Oxytocin is known as the “love hormone” – and it has a significant role to play in the menopause
This week, we are focusing on another important hormone: oxytocin. We tend to think of oestrogen as the most important hormone during menopause, but there are other key players in our bodies that shouldn’t be ignored.
What is a hormone?
“Hormone” is the general term for a family of chemicals responsible for producing signals used by cells to communicate across the “big” (thinking about the dimensions of a single cell) distances in the body. Hormones are present in all multicellular organisms with a circulatory system, so that means not only vertebrate and invertebrate animals, but plants, too. Yes, plants produce hormones. They can be grouped into different categories, the most important of which are the peptide (small protein) hormones and the bigger class of steroid hormones. Peptides affect cells in the same way that a person might try to interact with someone inside a house: they knock at the door, but ultimately they don’t come in.
What is oxytocin?
Oxytocin is a hormone that belongs to the peptide class. It is also known as the “love hormone”. It’s considered to be the “master hormone” of pregnancy and is responsible for bonding between mother and baby. This hormone is also responsible for certain social behaviours. After a woman gives birth, there’s a huge release of oxytocin: this is necessary to kick-start the bonding process and to initiate breastfeeding. It also comes into play during labour as it is responsible for uterine contractions (in fact, the number of oxytocin receptors on the uterus increases significantly during the later stages of pregnancy). Oxytocin is pivotal in relationships. Men produce this hormone, too – it helps them to bond with a newborn baby, for example. The synthetic form of oxytocin, Pitocin, can be used to induce labour and to stop post-partum bleeding.
What does oxytocin do?
It has many functions in the body; it also interacts with nerve cells. These are just a few of its roles:
- It initiates uterine contractions to start labour
- Stops post-partum bleeding
- Kick-starts breastfeeding and breast-milk production
- Stimulates nerve cells. This can have a role in relieving mood disorders such as anxiety
- May help to alleviate chronic pain
- Potentially enhances the establishment of memory
Is there a link between oestrogen and oxytocin?

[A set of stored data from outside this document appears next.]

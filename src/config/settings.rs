use anyhow::Result;
use directories::ProjectDirs;
use serde_json::Value;
use std::fs;
use std::path::{Path, PathBuf};

use super::AppConfig;

const APP_NAME: &str = "FileSift";
const CONFIG_FILE: &str = "config.json";

/// Returns the platform-specific configuration directory for the application.
pub fn get_config_directory() -> Option<PathBuf> {
    ProjectDirs::from("com", "filesift", APP_NAME)
        .map(|proj_dirs| proj_dirs.config_dir().to_path_buf())
}

/// Returns the full path to the configuration file.
pub fn get_config_file_path() -> Option<PathBuf> {
    get_config_directory().map(|dir| dir.join(CONFIG_FILE))
}

fn resolve_path(path_override: Option<&Path>) -> Result<PathBuf> {
    match path_override {
        Some(path) => Ok(path.to_path_buf()),
        None => get_config_file_path()
            .ok_or_else(|| anyhow::anyhow!("Could not determine config directory")),
    }
}

/// Loads the configuration, from `path_override` if given.
///
/// A missing file is created with defaults. A file that does not parse goes
/// through the legacy migration, and falls back to defaults if that fails too.
pub fn load_config(path_override: Option<&Path>) -> Result<AppConfig> {
    let config_path = resolve_path(path_override)?;

    if !config_path.exists() {
        tracing::info!(
            "Config file not found, creating default config at {:?}",
            config_path
        );
        let default_config = AppConfig::default();
        save_config(&default_config, Some(&config_path))?;
        return Ok(default_config);
    }

    let config_content = fs::read_to_string(&config_path)?;

    match serde_json::from_str::<AppConfig>(&config_content) {
        Ok(config) => {
            tracing::info!("Loaded config from {:?}", config_path);
            Ok(config)
        }
        Err(e) => {
            tracing::warn!(
                "Failed to parse config file at {:?}: {}. Trying legacy migration.",
                config_path,
                e
            );
            migrate_legacy_config(&config_content).or_else(|e| {
                tracing::warn!("Legacy migration failed: {}. Using defaults.", e);
                Ok(AppConfig::default())
            })
        }
    }
}

/// Fills fields missing from (or null in) an older config file with defaults.
fn migrate_legacy_config(config_content: &str) -> Result<AppConfig> {
    let mut value: Value = serde_json::from_str(config_content)?;
    let obj = value
        .as_object_mut()
        .ok_or_else(|| anyhow::anyhow!("Config is not a JSON object"))?;

    let defaults = AppConfig::default();

    let ensure_field = |obj: &mut serde_json::Map<String, Value>, key: &str, default_val: Value| {
        if !obj.contains_key(key) || obj.get(key) == Some(&Value::Null) {
            obj.insert(key.to_string(), default_val);
        }
    };

    ensure_field(obj, "exclude_dots", Value::Bool(defaults.exclude_dots));
    ensure_field(
        obj,
        "action_mode",
        serde_json::to_value(&defaults.action_mode)?,
    );
    ensure_field(obj, "view_mode", serde_json::to_value(defaults.view_mode)?);
    ensure_field(
        obj,
        "ignore_patterns",
        serde_json::to_value(&defaults.ignore_patterns)?,
    );
    ensure_field(
        obj,
        "checkpoint_batch_size",
        serde_json::to_value(defaults.checkpoint_batch_size)?,
    );
    ensure_field(
        obj,
        "read_batch_size",
        serde_json::to_value(defaults.read_batch_size)?,
    );
    // `output_directory` is optional; a missing key deserializes to `None`.
    if !obj.contains_key("output_directory") {
        obj.insert(
            "output_directory".to_string(),
            serde_json::to_value(&defaults.output_directory)?,
        );
    }
    ensure_field(
        obj,
        "export_layout",
        serde_json::to_value(defaults.export_layout)?,
    );

    let migrated_config: AppConfig = serde_json::from_value(Value::Object(obj.clone()))?;
    tracing::info!("Successfully migrated legacy config");
    Ok(migrated_config)
}

/// Saves the configuration, to `path_override` if given.
pub fn save_config(config: &AppConfig, path_override: Option<&Path>) -> Result<()> {
    let config_path = resolve_path(path_override)?;

    if let Some(config_dir) = config_path.parent() {
        if !config_dir.as_os_str().is_empty() && !config_dir.exists() {
            fs::create_dir_all(config_dir)?;
            tracing::info!("Created config directory: {:?}", config_dir);
        }
    }

    let config_json = serde_json::to_string_pretty(config)?;
    fs::write(&config_path, config_json)?;
    tracing::info!("Saved config to {:?}", config_path);

    Ok(())
}

/// Exports the configuration to a user-specified JSON file.
pub fn export_config(config: &AppConfig, export_path: &Path) -> Result<()> {
    let config_json = serde_json::to_string_pretty(config)?;
    fs::write(export_path, config_json)?;
    tracing::info!("Exported config to {:?}", export_path);
    Ok(())
}

/// Imports a configuration from a user-specified JSON file.
pub fn import_config(import_path: &Path) -> Result<AppConfig> {
    let config_content = fs::read_to_string(import_path)?;
    match serde_json::from_str::<AppConfig>(&config_content) {
        Ok(config) => {
            tracing::info!("Imported config from {:?}", import_path);
            Ok(config)
        }
        Err(_) => {
            tracing::info!("Importing legacy config format from {:?}", import_path);
            migrate_legacy_config(&config_content)
        }
    }
}

// Platform-specific configuration paths for reference:
// macOS:   ~/Library/Application Support/com.filesift.FileSift/
// Linux:   ~/.config/filesift/
// Windows: %APPDATA%/filesift/FileSift/config/

#[cfg(test)]
mod tests {
    use super::*;
    use crate::config::ViewMode;
    use crate::core::export::ExportLayout;
    use serial_test::serial;
    use tempfile::tempdir;

    #[test]
    #[serial]
    fn test_missing_file_is_created_with_defaults() {
        let dir = tempdir().unwrap();
        let path = dir.path().join("nested").join("config.json");

        let config = load_config(Some(&path)).unwrap();
        assert_eq!(config, AppConfig::default());
        assert!(path.exists());
    }

    #[test]
    #[serial]
    fn test_save_then_load() {
        let dir = tempdir().unwrap();
        let path = dir.path().join("config.json");

        let config = AppConfig {
            exclude_dots: false,
            action_mode: "detect".into(),
            view_mode: ViewMode::List,
            ..Default::default()
        };
        save_config(&config, Some(&path)).unwrap();
        assert_eq!(load_config(Some(&path)).unwrap(), config);
    }

    #[test]
    #[serial]
    fn test_legacy_config_is_migrated() {
        let dir = tempdir().unwrap();
        let path = dir.path().join("config.json");
        fs::write(
            &path,
            r#"{ "exclude_dots": false, "ignore_patterns": ["target/"], "view_mode": null }"#,
        )
        .unwrap();

        let config = load_config(Some(&path)).unwrap();
        assert!(!config.exclude_dots);
        assert!(config.ignore_patterns.contains("target/"));
        assert_eq!(config.view_mode, ViewMode::Tree);
        assert_eq!(config.action_mode, "md");
        assert_eq!(config.export_layout, ExportLayout::Tree);
    }

    #[test]
    #[serial]
    fn test_garbage_falls_back_to_defaults() {
        let dir = tempdir().unwrap();
        let path = dir.path().join("config.json");
        fs::write(&path, "not json at all").unwrap();

        assert_eq!(load_config(Some(&path)).unwrap(), AppConfig::default());
    }

    #[test]
    #[serial]
    fn test_export_and_import() {
        let dir = tempdir().unwrap();
        let path = dir.path().join("exported.json");
        let config = AppConfig {
            checkpoint_batch_size: 7,
            export_layout: ExportLayout::Flat,
            ..Default::default()
        };

        export_config(&config, &path).unwrap();
        assert_eq!(import_config(&path).unwrap(), config);
    }

    #[test]
    #[serial]
    fn test_import_of_missing_file_fails() {
        let dir = tempdir().unwrap();
        assert!(import_config(&dir.path().join("nope.json")).is_err());
    }

    #[cfg(target_os = "linux")]
    #[test]
    #[serial]
    fn test_default_location_follows_xdg_config_home() {
        let dir = tempdir().unwrap();
        let previous = std::env::var_os("XDG_CONFIG_HOME");
        std::env::set_var("XDG_CONFIG_HOME", dir.path());

        let path = get_config_file_path().unwrap();
        let config = AppConfig::load();
        let expected = AppConfig::default();

        match previous {
            Some(value) => std::env::set_var("XDG_CONFIG_HOME", value),
            None => std::env::remove_var("XDG_CONFIG_HOME"),
        }
        assert!(path.starts_with(dir.path()));
        assert_eq!(config.unwrap(), expected);
        assert!(path.exists());
    }
}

One of the many functions of oestrogen is to stimulate the production of oxytocin. And as oestrogen dips with the onset of menopause, so we see a notable decline in oxytocin levels, too. This may contribute to some of the symptoms associated with menopause. On top of that, oxytocin may also play a role in progesterone regulation. The signals received by the ovaries to produce progesterone in the second half of the menstrual cycle may be delivered by oxytocin.

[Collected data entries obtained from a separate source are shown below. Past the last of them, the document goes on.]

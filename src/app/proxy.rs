//! Defines an abstraction over the event sending mechanism.

use tokio::sync::mpsc::UnboundedSender;

use super::events::UserEvent;

/// A trait that abstracts the sending of user events.
/// This is "fire-and-forget" and doesn't return a result, simplifying its use.
pub trait EventProxy: Send + Sync + Clone + 'static {
    fn send_event(&self, event: UserEvent);
}

/// Hosts that consume events from a channel (the CLI, tests, embedders).
impl EventProxy for UnboundedSender<UserEvent> {
    fn send_event(&self, event: UserEvent) {
        // A closed receiver means the host is gone; nothing left to notify.
        if let Err(e) = self.send(event) {
            tracing::warn!("Failed to send event to host: {}", e);
        }
    }
}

What’s the role of oxytocin in the menopause?
Just like every other hormone during menopause, levels of oxytocin decrease as well. This slump may contribute to, or even aggravate, menopausal symptoms. Since this hormone plays a pivotal role in the brain, researchers are now studying its effect on certain physical functions. One particular area of interest is the role of oxytocin in maintaining cognitive function. Studies are ongoing, so it’s still too early to say precisely what role this hormone plays in maintaining cognitive function after the onset of menopause. But there are studies already published on oxytocin’s role in osteoporosis and it may also be linked to weight gain after the onset of menopause too (so it’s not just oestrogen that’s a player here). One recent study has also demonstrated the positive effects of an oxytocin-based vaginal gel in treating vaginal atrophy.
So there we have it. We used to think about oxytocin as just a pregnancy/post-partum-related hormone. However, in the past few years researchers have discovered a whole new universe for this hormone. What’s most important for us is that it could be a significant player in menopause as well.